» Work to complete: Wherever the word "await" appears in the entries, copy the whole line.

» Recorded data:

• • • • • • •

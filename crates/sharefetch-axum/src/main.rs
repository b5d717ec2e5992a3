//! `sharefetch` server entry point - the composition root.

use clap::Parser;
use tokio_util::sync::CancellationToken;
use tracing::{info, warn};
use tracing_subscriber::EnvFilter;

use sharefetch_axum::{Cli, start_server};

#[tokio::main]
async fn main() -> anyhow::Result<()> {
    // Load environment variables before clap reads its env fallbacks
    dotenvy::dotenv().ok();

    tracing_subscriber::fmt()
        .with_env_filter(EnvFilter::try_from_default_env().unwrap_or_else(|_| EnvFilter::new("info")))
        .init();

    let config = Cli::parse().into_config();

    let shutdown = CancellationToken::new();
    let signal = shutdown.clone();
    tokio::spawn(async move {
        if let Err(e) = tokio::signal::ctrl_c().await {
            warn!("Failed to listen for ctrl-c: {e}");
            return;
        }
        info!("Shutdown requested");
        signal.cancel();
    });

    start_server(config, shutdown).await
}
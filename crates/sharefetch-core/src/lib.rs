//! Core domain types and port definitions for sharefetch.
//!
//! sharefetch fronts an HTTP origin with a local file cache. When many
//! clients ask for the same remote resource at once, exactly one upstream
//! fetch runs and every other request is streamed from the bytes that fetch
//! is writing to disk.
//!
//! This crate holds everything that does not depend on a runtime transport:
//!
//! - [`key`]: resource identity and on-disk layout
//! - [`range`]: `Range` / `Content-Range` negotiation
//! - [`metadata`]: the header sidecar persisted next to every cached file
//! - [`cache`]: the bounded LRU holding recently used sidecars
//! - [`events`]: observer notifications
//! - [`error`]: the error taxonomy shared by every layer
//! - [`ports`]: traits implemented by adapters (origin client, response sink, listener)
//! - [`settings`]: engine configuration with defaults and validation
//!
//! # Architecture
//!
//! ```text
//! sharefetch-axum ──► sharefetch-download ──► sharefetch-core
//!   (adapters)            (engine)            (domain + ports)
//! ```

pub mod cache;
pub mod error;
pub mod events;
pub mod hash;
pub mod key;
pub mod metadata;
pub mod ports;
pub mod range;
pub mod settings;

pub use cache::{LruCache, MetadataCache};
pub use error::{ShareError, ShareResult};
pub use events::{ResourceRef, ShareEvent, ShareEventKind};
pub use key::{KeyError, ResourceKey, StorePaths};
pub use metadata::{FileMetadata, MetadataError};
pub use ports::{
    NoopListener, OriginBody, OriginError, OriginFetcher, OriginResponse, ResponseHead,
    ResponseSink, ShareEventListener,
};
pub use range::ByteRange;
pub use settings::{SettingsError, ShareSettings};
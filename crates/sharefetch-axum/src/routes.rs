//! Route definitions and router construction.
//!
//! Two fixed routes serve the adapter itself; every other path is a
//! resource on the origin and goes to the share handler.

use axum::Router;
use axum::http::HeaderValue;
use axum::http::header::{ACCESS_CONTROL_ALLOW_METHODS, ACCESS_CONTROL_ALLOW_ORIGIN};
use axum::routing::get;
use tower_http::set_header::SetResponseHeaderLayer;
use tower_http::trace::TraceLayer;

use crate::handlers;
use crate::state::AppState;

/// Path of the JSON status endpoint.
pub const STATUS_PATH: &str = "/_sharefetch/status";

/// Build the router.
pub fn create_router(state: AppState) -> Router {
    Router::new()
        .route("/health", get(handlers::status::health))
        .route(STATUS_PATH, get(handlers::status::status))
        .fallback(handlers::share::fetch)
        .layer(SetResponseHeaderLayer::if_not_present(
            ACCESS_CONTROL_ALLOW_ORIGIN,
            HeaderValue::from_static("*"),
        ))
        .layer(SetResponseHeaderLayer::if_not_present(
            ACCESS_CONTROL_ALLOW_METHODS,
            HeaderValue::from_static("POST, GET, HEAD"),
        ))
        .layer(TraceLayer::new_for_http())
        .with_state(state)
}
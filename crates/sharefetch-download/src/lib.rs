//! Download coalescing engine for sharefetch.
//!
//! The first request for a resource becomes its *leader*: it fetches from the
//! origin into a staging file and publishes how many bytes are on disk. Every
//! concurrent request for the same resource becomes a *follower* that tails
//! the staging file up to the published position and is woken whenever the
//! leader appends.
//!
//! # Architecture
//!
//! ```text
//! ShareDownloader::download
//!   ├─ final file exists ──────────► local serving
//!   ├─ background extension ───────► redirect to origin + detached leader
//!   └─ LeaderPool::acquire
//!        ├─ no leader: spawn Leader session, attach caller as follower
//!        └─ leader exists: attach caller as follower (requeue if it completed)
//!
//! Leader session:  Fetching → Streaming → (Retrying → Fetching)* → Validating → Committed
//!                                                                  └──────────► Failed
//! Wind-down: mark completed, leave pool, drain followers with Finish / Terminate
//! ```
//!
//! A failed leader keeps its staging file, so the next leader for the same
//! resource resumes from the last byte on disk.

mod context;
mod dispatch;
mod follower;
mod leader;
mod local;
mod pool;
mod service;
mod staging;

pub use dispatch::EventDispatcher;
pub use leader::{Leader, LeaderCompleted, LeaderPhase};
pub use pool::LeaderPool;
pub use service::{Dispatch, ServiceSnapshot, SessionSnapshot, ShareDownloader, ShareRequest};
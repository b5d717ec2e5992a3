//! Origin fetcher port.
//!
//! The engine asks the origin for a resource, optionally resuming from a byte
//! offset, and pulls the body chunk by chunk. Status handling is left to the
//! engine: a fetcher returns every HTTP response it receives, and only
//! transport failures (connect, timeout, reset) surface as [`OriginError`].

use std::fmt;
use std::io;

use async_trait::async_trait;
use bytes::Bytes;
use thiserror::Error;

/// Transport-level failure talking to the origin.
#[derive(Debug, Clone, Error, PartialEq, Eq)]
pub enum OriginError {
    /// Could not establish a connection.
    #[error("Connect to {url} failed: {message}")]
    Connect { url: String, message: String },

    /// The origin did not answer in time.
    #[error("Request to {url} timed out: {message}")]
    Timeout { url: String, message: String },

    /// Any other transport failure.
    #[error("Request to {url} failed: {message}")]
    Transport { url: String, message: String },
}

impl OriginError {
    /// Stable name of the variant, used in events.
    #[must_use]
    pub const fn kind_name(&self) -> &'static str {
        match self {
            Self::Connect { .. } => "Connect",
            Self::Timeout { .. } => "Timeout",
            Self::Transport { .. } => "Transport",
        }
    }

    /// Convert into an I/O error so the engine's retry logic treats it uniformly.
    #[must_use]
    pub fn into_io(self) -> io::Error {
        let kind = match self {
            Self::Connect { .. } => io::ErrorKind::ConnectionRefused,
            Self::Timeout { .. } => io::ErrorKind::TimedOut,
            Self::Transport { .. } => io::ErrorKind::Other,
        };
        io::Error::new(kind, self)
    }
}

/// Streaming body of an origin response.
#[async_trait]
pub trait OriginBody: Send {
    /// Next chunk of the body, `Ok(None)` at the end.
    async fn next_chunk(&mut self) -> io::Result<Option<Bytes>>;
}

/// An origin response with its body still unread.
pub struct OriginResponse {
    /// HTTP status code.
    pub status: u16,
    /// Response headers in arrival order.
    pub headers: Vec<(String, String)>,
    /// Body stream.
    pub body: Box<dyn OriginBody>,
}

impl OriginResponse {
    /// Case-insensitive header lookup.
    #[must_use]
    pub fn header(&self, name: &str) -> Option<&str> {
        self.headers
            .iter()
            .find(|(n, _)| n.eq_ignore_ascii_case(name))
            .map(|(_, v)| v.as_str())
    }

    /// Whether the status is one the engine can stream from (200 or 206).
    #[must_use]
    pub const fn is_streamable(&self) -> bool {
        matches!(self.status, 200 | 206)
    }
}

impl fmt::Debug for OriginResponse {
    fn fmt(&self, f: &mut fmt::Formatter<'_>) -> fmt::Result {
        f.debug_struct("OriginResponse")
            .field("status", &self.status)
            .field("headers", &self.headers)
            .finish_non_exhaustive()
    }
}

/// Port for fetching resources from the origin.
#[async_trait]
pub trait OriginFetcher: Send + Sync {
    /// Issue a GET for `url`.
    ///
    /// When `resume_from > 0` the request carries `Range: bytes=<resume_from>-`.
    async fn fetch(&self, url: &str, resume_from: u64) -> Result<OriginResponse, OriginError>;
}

• • • • • • •

» Exercise result:
        if let Err(e) = tokio::signal::ctrl_c().await {
    start_server(config, shutdown).await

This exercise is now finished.